Lo yeoman, proprietario di una piccola fattoria conduzione famigliare, incarnava la «persona semplice, onesta, sana, indipendente e felice [che] viveva in comunione con una natura benevola» (p. 99), vera e propria base di una società virtuosa, figura secolare e al tempo stesso religiosa, in quanto espressione del lavoro della terra creata da Dio. Un mito, quello agreste, non nato in seno al popolo, bensì come concetto letterario ideato dalle classi più agiate che lo avevano derivato dalla cultura inglese dalla seconda metà del Settecento, che a partire dal secolo successivo si sarebbe diffuso nell’immaginario popolare statunitense. La Rivoluzione americana avrebbe poi contribuito a fare dello yeoman una sorta di simbolo della nuova nazione. Nel guardare alla città, questa figura vi scorgeva una sorta di alieno ed ostile «coacervo di strozzini, dandy, damerini e aristocratici pieni di idee europee» (p. 105) che lo trattava da bifolco.

Se nel corso del periodo coloniale, fino all’Ottocento inoltrato, ancora era ravvisabile una certa corrispondenza tra lo yeoman reale e la narrazione che di esso veniva fatta, con lo spostamento verso le praterie e la possibilità di introdurre macchinari nel lavoro nei campi, il contadino inizia ad abbandonare forme di autosufficienza per occuparsi della “coltura da reddito” modificando non solo la vita quotidiana ma anche l’immaginario.

Si sviluppò così una società agricola che a differenza di quella dello yeoman non si sentiva legata alla terra, ma al valore della terra.
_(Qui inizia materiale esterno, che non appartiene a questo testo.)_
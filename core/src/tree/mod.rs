//! The parsed source tree consumed by the backend.
//!
//! The parser is an external collaborator: it hands over a tree of [`Node`]s,
//! allocated in a `bumpalo` arena, and the backend only ever reads it. Each
//! node exposes its kind, its ordered children, its source span and the
//! source text it was parsed from (the last two are used for diagnostics).
//!
//! Child layout per kind (`[..]` marks a repeated group, `?` an optional child):
//!
//! | Kind                   | Children                                      |
//! |------------------------|-----------------------------------------------|
//! | `Interpolation`        | `[part]`                                      |
//! | `Array`                | `[element]`                                   |
//! | `Struct`               | `[key, value]`                                |
//! | `Binary`               | `left, right`                                 |
//! | `Unary`                | `operand`                                     |
//! | `Ternary`              | `condition, then, else`                       |
//! | `Assignment`           | `target, value`                               |
//! | `DotAccess`            | `object`                                      |
//! | `IndexAccess`          | `object, index`                               |
//! | `FunctionCall`         | `[Argument]`                                  |
//! | `MethodCall`           | `object, [Argument]`                          |
//! | `Argument`             | `value`                                       |
//! | `New`                  | `[Argument]`                                  |
//! | `Closure`, `Lambda`    | `[ArgumentDeclaration], body`                 |
//! | `FunctionDeclaration`  | `[ArgumentDeclaration], Block`                |
//! | `ArgumentDeclaration`  | `default?`                                    |
//! | `ExpressionStatement`  | `expression`                                  |
//! | `Block`, `Script`, `Class` | `[statement]`                             |
//! | `If`                   | `condition, then, else?`                      |
//! | `While`                | `condition, body`                             |
//! | `ForIn`                | `collection, body`                            |
//! | `Return`               | `value?`                                      |
//! | `Throw`                | `value`                                       |
//! | `Try`                  | `Block, catch Block?, finally Block?`         |

mod builder;
mod syntax;

pub use builder::TreeBuilder;
pub use syntax::{BinaryOp, Span, UnaryOp};

use core::fmt;

/// A node of the parsed tree.
#[derive(Debug, Clone, PartialEq)]
pub struct Node<'a> {
    pub kind: NodeKind<'a>,
    pub span: Span,
    /// Original source text of this node.
    pub text: &'a str,
    pub children: &'a [Node<'a>],
}

impl<'a> Node<'a> {
    pub fn tag(&self) -> NodeTag {
        self.kind.tag()
    }

    pub fn child(&self, index: usize) -> Option<&'a Node<'a>> {
        self.children.get(index)
    }
}

#[derive(Debug, Clone, PartialEq)]
pub enum NodeKind<'a> {
    // === Expressions ===
    Null,
    Boolean(bool),
    Integer(i64),
    Decimal(f64),
    String(&'a str),
    Interpolation,
    Array,
    Struct,
    Identifier(&'a str),
    Binary(BinaryOp),
    Unary(UnaryOp),
    Ternary,
    Assignment,
    DotAccess { name: &'a str, safe: bool },
    IndexAccess { safe: bool },
    FunctionCall { name: &'a str },
    MethodCall { name: &'a str, safe: bool },
    Argument { name: Option<&'a str> },
    New { class: &'a str },
    Closure,
    Lambda,

    // === Statements ===
    ExpressionStatement,
    Block,
    If,
    While { label: Option<&'a str> },
    ForIn { var: &'a str, label: Option<&'a str> },
    Break { label: Option<&'a str> },
    Continue { label: Option<&'a str> },
    Return,
    Throw,
    Try { catch_var: Option<&'a str> },
    FunctionDeclaration { name: &'a str },
    ArgumentDeclaration { name: &'a str, required: bool },
    /// Template component invocation (e.g. `<bx:output>`).
    Component { name: &'a str },

    // === Roots ===
    Script,
    Class { name: &'a str },
}

/// Fieldless discriminant of [`NodeKind`], used to key the transformer registry.
#[derive(Debug, Copy, Clone, PartialEq, Eq, Hash, PartialOrd, Ord)]
pub enum NodeTag {
    Null,
    Boolean,
    Integer,
    Decimal,
    String,
    Interpolation,
    Array,
    Struct,
    Identifier,
    Binary,
    Unary,
    Ternary,
    Assignment,
    DotAccess,
    IndexAccess,
    FunctionCall,
    MethodCall,
    Argument,
    New,
    Closure,
    Lambda,
    ExpressionStatement,
    Block,
    If,
    While,
    ForIn,
    Break,
    Continue,
    Return,
    Throw,
    Try,
    FunctionDeclaration,
    ArgumentDeclaration,
    Component,
    Script,
    Class,
}

impl NodeKind<'_> {
    pub fn tag(&self) -> NodeTag {
        match self {
            NodeKind::Null => NodeTag::Null,
            NodeKind::Boolean(_) => NodeTag::Boolean,
            NodeKind::Integer(_) => NodeTag::Integer,
            NodeKind::Decimal(_) => NodeTag::Decimal,
            NodeKind::String(_) => NodeTag::String,
            NodeKind::Interpolation => NodeTag::Interpolation,
            NodeKind::Array => NodeTag::Array,
            NodeKind::Struct => NodeTag::Struct,
            NodeKind::Identifier(_) => NodeTag::Identifier,
            NodeKind::Binary(_) => NodeTag::Binary,
            NodeKind::Unary(_) => NodeTag::Unary,
            NodeKind::Ternary => NodeTag::Ternary,
            NodeKind::Assignment => NodeTag::Assignment,
            NodeKind::DotAccess { .. } => NodeTag::DotAccess,
            NodeKind::IndexAccess { .. } => NodeTag::IndexAccess,
            NodeKind::FunctionCall { .. } => NodeTag::FunctionCall,
            NodeKind::MethodCall { .. } => NodeTag::MethodCall,
            NodeKind::Argument { .. } => NodeTag::Argument,
            NodeKind::New { .. } => NodeTag::New,
            NodeKind::Closure => NodeTag::Closure,
            NodeKind::Lambda => NodeTag::Lambda,
            NodeKind::ExpressionStatement => NodeTag::ExpressionStatement,
            NodeKind::Block => NodeTag::Block,
            NodeKind::If => NodeTag::If,
            NodeKind::While { .. } => NodeTag::While,
            NodeKind::ForIn { .. } => NodeTag::ForIn,
            NodeKind::Break { .. } => NodeTag::Break,
            NodeKind::Continue { .. } => NodeTag::Continue,
            NodeKind::Return => NodeTag::Return,
            NodeKind::Throw => NodeTag::Throw,
            NodeKind::Try { .. } => NodeTag::Try,
            NodeKind::FunctionDeclaration { .. } => NodeTag::FunctionDeclaration,
            NodeKind::ArgumentDeclaration { .. } => NodeTag::ArgumentDeclaration,
            NodeKind::Component { .. } => NodeTag::Component,
            NodeKind::Script => NodeTag::Script,
            NodeKind::Class { .. } => NodeTag::Class,
        }
    }
}

impl NodeTag {
    /// Kind name used in diagnostics.
    pub fn name(self) -> &'static str {
        match self {
            NodeTag::Null => "NullLiteral",
            NodeTag::Boolean => "BooleanLiteral",
            NodeTag::Integer => "IntegerLiteral",
            NodeTag::Decimal => "DecimalLiteral",
            NodeTag::String => "StringLiteral",
            NodeTag::Interpolation => "StringInterpolation",
            NodeTag::Array => "ArrayLiteral",
            NodeTag::Struct => "StructLiteral",
            NodeTag::Identifier => "Identifier",
            NodeTag::Binary => "BinaryOperation",
            NodeTag::Unary => "UnaryOperation",
            NodeTag::Ternary => "TernaryOperation",
            NodeTag::Assignment => "Assignment",
            NodeTag::DotAccess => "DotAccess",
            NodeTag::IndexAccess => "IndexAccess",
            NodeTag::FunctionCall => "FunctionInvocation",
            NodeTag::MethodCall => "MethodInvocation",
            NodeTag::Argument => "Argument",
            NodeTag::New => "NewOperation",
            NodeTag::Closure => "Closure",
            NodeTag::Lambda => "Lambda",
            NodeTag::ExpressionStatement => "ExpressionStatement",
            NodeTag::Block => "StatementBlock",
            NodeTag::If => "IfElse",
            NodeTag::While => "WhileLoop",
            NodeTag::ForIn => "ForIn",
            NodeTag::Break => "Break",
            NodeTag::Continue => "Continue",
            NodeTag::Return => "Return",
            NodeTag::Throw => "Throw",
            NodeTag::Try => "Try",
            NodeTag::FunctionDeclaration => "FunctionDeclaration",
            NodeTag::ArgumentDeclaration => "ArgumentDeclaration",
            NodeTag::Component => "Component",
            NodeTag::Script => "Script",
            NodeTag::Class => "Class",
        }
    }
}

impl fmt::Display for NodeTag {
    fn fmt(&self, f: &mut fmt::Formatter<'_>) -> fmt::Result {
        f.write_str(self.name())
    }
}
Il vero frutto della società rurale americana, sviluppatasi su praterie e pianure, non era lo yeoman o il tranquillo abitante del villaggio, ma uno stressato piccolo affarista di campagna che lavorava sodo, si trasferiva fin troppo spesso, giocava d’azzardo con la propria terra, e si faceva strada con le sue forze. […] Divenne un uomo d’affari molto prima di cominciare a considerarsi tale (p. 111).

Con la fine dell’Ottocento questa figura, per quanto ancora attiva direttamente sui suoi possedimenti terrieri, iniziò a guardare ai propri dipendenti, aumentati decisamente di numero, con il medesimo sospetto con cui guardava ai lavoratori di città, soprattutto se sindacalizzati, come un tempo guardava ai “damerini e aristocratici”. A spazzare definitivamente via il vecchio yeoman saranno però soprattutto i mezzi di comunicazione novecenteschi – dai trasporti ai mass media radiofonici, cinematografici e televisivi – con il loro affievolire sempre più le differenze tra il mondo rurale e quello cittadino.